— What you need to do —
Reproduce the records exactly through the line with "little-endian. Opaque types".

— Stored data entries —
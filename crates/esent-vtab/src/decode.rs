//! Value decoding.
//!
//! Turns the raw bytes the engine hands back for one column into a
//! [`SqliteValue`]. Fixed-width numbers are little-endian. Opaque types
//! (binary, GUID, date/time) pass through untouched. Text is decoded per the
//! column's code page.

use esent_error::{EsentError, Result};
use esent_types::{JetColumnType, SqliteValue};

/// Character width of a text column.
#[derive(Debug, Clone, Copy, PartialEq, Eq)]
pub enum TextEncoding {
    /// Two bytes per code unit (code page 1200, the engine default).
    Utf16Le,
    /// One byte per character, Windows-1252.
    Windows1252,
}

impl TextEncoding {
    /// Encoding used for a column declared with `codepage`.
    #[must_use]
    pub const fn from_codepage(codepage: u16) -> Self {
        match codepage {
            1252 | 20127 => Self::Windows1252,
            _ => Self::Utf16Le,
        }
    }
}

/// Decode `bytes` retrieved from a column of type `type_code`.
///
/// # Errors
///
/// - [`EsentError::UnsupportedColumnType`] for `SLV` and unknown codes.
/// - [`EsentError::MalformedValue`] when a fixed-width field is short.
pub fn decode(type_code: u32, bytes: &[u8], encoding: TextEncoding) -> Result<SqliteValue> {
    let Some(coltyp) = JetColumnType::from_code(type_code) else {
        return Err(EsentError::UnsupportedColumnType { type_code });
    };
    let value = match coltyp {
        JetColumnType::Nil => SqliteValue::Null,
        JetColumnType::Bit => SqliteValue::Integer(i64::from(fixed::<1>(coltyp, bytes)?[0] != 0)),
        JetColumnType::UnsignedByte => SqliteValue::Integer(i64::from(fixed::<1>(coltyp, bytes)?[0])),
        JetColumnType::Short => {
            SqliteValue::Integer(i64::from(i16::from_le_bytes(fixed(coltyp, bytes)?)))
        }
        JetColumnType::UnsignedShort => {
            SqliteValue::Integer(i64::from(u16::from_le_bytes(fixed(coltyp, bytes)?)))
        }
        JetColumnType::Long => {
            SqliteValue::Integer(i64::from(i32::from_le_bytes(fixed(coltyp, bytes)?)))
        }
        JetColumnType::UnsignedLong => {
            SqliteValue::Integer(i64::from(u32::from_le_bytes(fixed(coltyp, bytes)?)))
        }
        // Unsigned 64-bit values are reinterpreted; the host has no wider integer.
        JetColumnType::Currency | JetColumnType::LongLong | JetColumnType::UnsignedLongLong => {
            SqliteValue::Integer(i64::from_le_bytes(fixed(coltyp, bytes)?))
        }
        JetColumnType::IEEESingle => {
            SqliteValue::float_or_null(f64::from(f32::from_le_bytes(fixed(coltyp, bytes)?)))
        }
        JetColumnType::IEEEDouble => {
            SqliteValue::float_or_null(f64::from_le_bytes(fixed(coltyp, bytes)?))
        }
        JetColumnType::DateTime
        | JetColumnType::Binary
        | JetColumnType::LongBinary
        | JetColumnType::GUID => SqliteValue::Blob(bytes.to_vec()),
        JetColumnType::Text | JetColumnType::LongText => {
            SqliteValue::Text(decode_text(bytes, encoding))
        }
        JetColumnType::SLV => return Err(EsentError::UnsupportedColumnType { type_code }),
    };
    Ok(value)
}

fn fixed<const N: usize>(coltyp: JetColumnType, bytes: &[u8]) -> Result<[u8; N]> {
    bytes
        .get(..N)
        .and_then(|head| <[u8; N]>::try_from(head).ok())
        .ok_or(EsentError::MalformedValue {
            type_name: coltyp.name(),
            expected: N,
            actual: bytes.len(),
        })
}

/// Decode text. A trailing odd byte of a UTF-16 value is dropped and
/// unpaired surrogates become U+FFFD.
#[must_use]
pub fn decode_text(bytes: &[u8], encoding: TextEncoding) -> String {
    match encoding {
        TextEncoding::Utf16Le => {
            let units = bytes
                .chunks_exact(2)
                .map(|pair| u16::from_le_bytes([pair[0], pair[1]]));
            char::decode_utf16(units)
                .map(|c| c.unwrap_or(char::REPLACEMENT_CHARACTER))
                .collect()
        }
        TextEncoding::Windows1252 => bytes.iter().map(|&b| windows_1252_char(b)).collect(),
    }
}

/// Code points for 0x80..=0x9F; the rest of Windows-1252 matches Latin-1.
/// Undefined slots map to the C1 control of the same value.
const WINDOWS_1252_HIGH: [u16; 32] = [
    0x20AC, 0x0081, 0x201A, 0x0192, 0x201E, 0x2026, 0x2020, 0x2021, //
    0x02C6, 0x2030, 0x0160, 0x2039, 0x0152, 0x008D, 0x017D, 0x008F, //
    0x0090, 0x2018, 0x2019, 0x201C, 0x201D, 0x2022, 0x2013, 0x2014, //
    0x02DC, 0x2122, 0x0161, 0x203A, 0x0153, 0x009D, 0x017E, 0x0178,
];

fn windows_1252_char(byte: u8) -> char {
    let code = match byte {
        0x80..=0x9F => u32::from(WINDOWS_1252_HIGH[usize::from(byte - 0x80)]),
        _ => u32::from(byte),
    };
    char::from_u32(code).unwrap_or(char::REPLACEMENT_CHARACTER)
}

— Result of this exercise —
filename crates/esent-vtab/src/decode.rs
//! Value decoding.
//!
//! Turns the raw bytes the engine hands back for one column into a
//! [`SqliteValue`]. Fixed-width numbers are little-endian. Opaque types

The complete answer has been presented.